TASK OBJECTIVE →
Find every line with the string "Mutex" in the material below and copy it.

GIVEN DATA →
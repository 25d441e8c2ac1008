//! Transactional row sink backed by sqlx
use anyhow::{Context, Result, anyhow, bail};
use sqlx::postgres::{PgArguments, PgPoolOptions};
use sqlx::query::Query;
use sqlx::sqlite::{SqliteArguments, SqliteConnectOptions, SqliteJournalMode, SqlitePoolOptions};
use sqlx::{Postgres, Sqlite};
use std::collections::HashMap;
use std::str::FromStr;

use crate::config::{CONNECT_TIMEOUT, QUERY_TIMEOUT, SQLITE_BUSY_TIMEOUT};
use crate::dataset::{Insert, Value};

/// Destination for the statements produced by one worker
///
/// Everything inserted becomes visible atomically on `commit`. Dropping a sink
/// that was never committed discards everything inserted through it.
#[async_trait::async_trait]
pub trait Sink: Send {
    async fn insert(&mut self, insert: &Insert) -> Result<()>;

    async fn commit(&mut self) -> Result<()>;
}

/// Open transaction for either supported backend
enum Transaction {
    Postgres(sqlx::Transaction<'static, Postgres>),
    Sqlite(sqlx::Transaction<'static, Sqlite>),
}

/// A single connection holding a single transaction for the lifetime of a worker
pub struct SqlSink {
    tx: Option<Transaction>,
    statements: HashMap<&'static str, String>,
}

/// Which backend a database URL addresses
#[derive(Debug, Clone, Copy, PartialEq, Eq)]
pub enum Backend {
    Postgres,
    Sqlite,
}

impl Backend {
    pub fn from_url(url: &str) -> Result<Self> {
        if url.starts_with("postgres://") || url.starts_with("postgresql://") {
            Ok(Backend::Postgres)
        } else if url.starts_with("sqlite:") {
            Ok(Backend::Sqlite)
        } else {
            bail!("Unsupported database URL scheme (expected postgres:// or sqlite:)")
        }
    }
}

impl SqlSink {
    /// Connect and begin the worker's transaction
    pub async fn connect(url: &str) -> Result<Self> {
        let tx = match Backend::from_url(url)? {
            Backend::Postgres => {
                let pool = PgPoolOptions::new()
                    .max_connections(1)
                    .acquire_timeout(CONNECT_TIMEOUT)
                    .connect(url)
                    .await
                    .context("Failed to connect to PostgreSQL")?;
                let tx = pool.begin().await.context("Failed to begin transaction")?;
                Transaction::Postgres(tx)
            }
            Backend::Sqlite => {
                let options = SqliteConnectOptions::from_str(url)
                    .context("Invalid SQLite URL")?
                    .journal_mode(SqliteJournalMode::Wal)
                    .busy_timeout(SQLITE_BUSY_TIMEOUT);
                let pool = SqlitePoolOptions::new()
                    .max_connections(1)
                    .acquire_timeout(CONNECT_TIMEOUT)
                    .connect_with(options)
                    .await
                    .context("Failed to open SQLite database")?;
                let tx = pool.begin().await.context("Failed to begin transaction")?;
                Transaction::Sqlite(tx)
            }
        };

        Ok(Self {
            tx: Some(tx),
            statements: HashMap::new(),
        })
    }
}

fn insert_sql(insert: &Insert, backend: Backend) -> String {
    let placeholders: Vec<String> = (1..=insert.values.len())
        .map(|i| match backend {
            Backend::Postgres => format!("${}", i),
            Backend::Sqlite => "?".to_string(),
        })
        .collect();
    format!(
        "INSERT INTO {} VALUES ({})",
        insert.table,
        placeholders.join(", ")
    )
}

fn bind_postgres<'q>(
    mut query: Query<'q, Postgres, PgArguments>,
    values: &'q [Value],
) -> Query<'q, Postgres, PgArguments> {
    for value in values {
        query = match value {
            Value::Text(v) => query.bind(v.as_str()),
            Value::Float(v) => query.bind(*v),
            Value::Int(v) => query.bind(*v),
            Value::Flag(v) => query.bind(*v),
            Value::Date(v) => query.bind(*v),
            Value::Time(v) => query.bind(*v),
        };
    }
    query
}

fn bind_sqlite<'q>(
    mut query: Query<'q, Sqlite, SqliteArguments<'q>>,
    values: &'q [Value],
) -> Query<'q, Sqlite, SqliteArguments<'q>> {
    for value in values {
        query = match value {
            Value::Text(v) => query.bind(v.as_str()),
            Value::Float(v) => query.bind(*v),
            Value::Int(v) => query.bind(*v),
            Value::Flag(v) => query.bind(*v),
            Value::Date(v) => query.bind(*v),
            Value::Time(v) => query.bind(*v),
        };
    }
    query
}

#[async_trait::async_trait]
impl Sink for SqlSink {
    async fn insert(&mut self, insert: &Insert) -> Result<()> {
        let Self { tx, statements } = self;
        let tx = tx
            .as_mut()
            .ok_or_else(|| anyhow!("Transaction already committed"))?;
        let backend = match tx {
            Transaction::Postgres(_) => Backend::Postgres,
            Transaction::Sqlite(_) => Backend::Sqlite,
        };
        let sql = statements
            .entry(insert.table)
            .or_insert_with(|| insert_sql(insert, backend));

        let result = match tx {
            Transaction::Postgres(tx) => {
                let query = bind_postgres(sqlx::query(sql.as_str()), &insert.values);
                tokio::time::timeout(QUERY_TIMEOUT, query.execute(&mut **tx))
                    .await
                    .map(|r| r.map(|_| ()))
            }
            Transaction::Sqlite(tx) => {
                let query = bind_sqlite(sqlx::query(sql.as_str()), &insert.values);
                tokio::time::timeout(QUERY_TIMEOUT, query.execute(&mut **tx))
                    .await
                    .map(|r| r.map(|_| ()))
            }
        };

        match result {
            Ok(Ok(())) => Ok(()),
            Ok(Err(e)) => Err(e).with_context(|| format!("Failed to insert into {}", insert.table)),
            Err(_) => Err(anyhow!(
                "Insert into {} timed out after {} seconds",
                insert.table,
                QUERY_TIMEOUT.as_secs()
            )),
        }
    }

    async fn commit(&mut self) -> Result<()> {
        let committed = match self.tx.take() {
            Some(Transaction::Postgres(tx)) => tx.commit().await,
            Some(Transaction::Sqlite(tx)) => tx.commit().await,
            None => bail!("Transaction already committed"),
        };
        committed.context("Failed to commit transaction")
    }
}

/// In-memory sink with transactional visibility, for worker tests
#[cfg(test)]
pub mod memory {
    use super::*;
    use std::sync::{Arc, Mutex};

    #[derive(Clone, Default)]
    pub struct MemorySink {
        pending: Vec<Insert>,
        committed: Arc<Mutex<Vec<Insert>>>,
        /// Inserts into this table fail, as a constraint violation would
        pub reject_table: Option<&'static str>,
    }

    impl MemorySink {
        pub fn rejecting(table: &'static str) -> Self {
            Self {
                reject_table: Some(table),
                ..Self::default()
            }
        }

        pub fn committed(&self) -> Vec<Insert> {
            self.committed.lock().unwrap().clone()
        }
    }

    #[async_trait::async_trait]
    impl Sink for MemorySink {
        async fn insert(&mut self, insert: &Insert) -> Result<()> {
            if self.reject_table == Some(insert.table) {
                bail!("constraint violation on {}", insert.table);
            }
            self.pending.push(insert.clone());
            Ok(())
        }

        async fn commit(&mut self) -> Result<()> {
            self.committed
                .lock()
                .unwrap()
                .extend(self.pending.drain(..));
            Ok(())
        }
    }
}
//! Database layer - transactional statement sinks

pub mod sink;

pub use sink::{Sink, SqlSink};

EXERCISE OUTPUT →
    use std::sync::{Arc, Mutex};
        committed: Arc<Mutex<Vec<Insert>>>,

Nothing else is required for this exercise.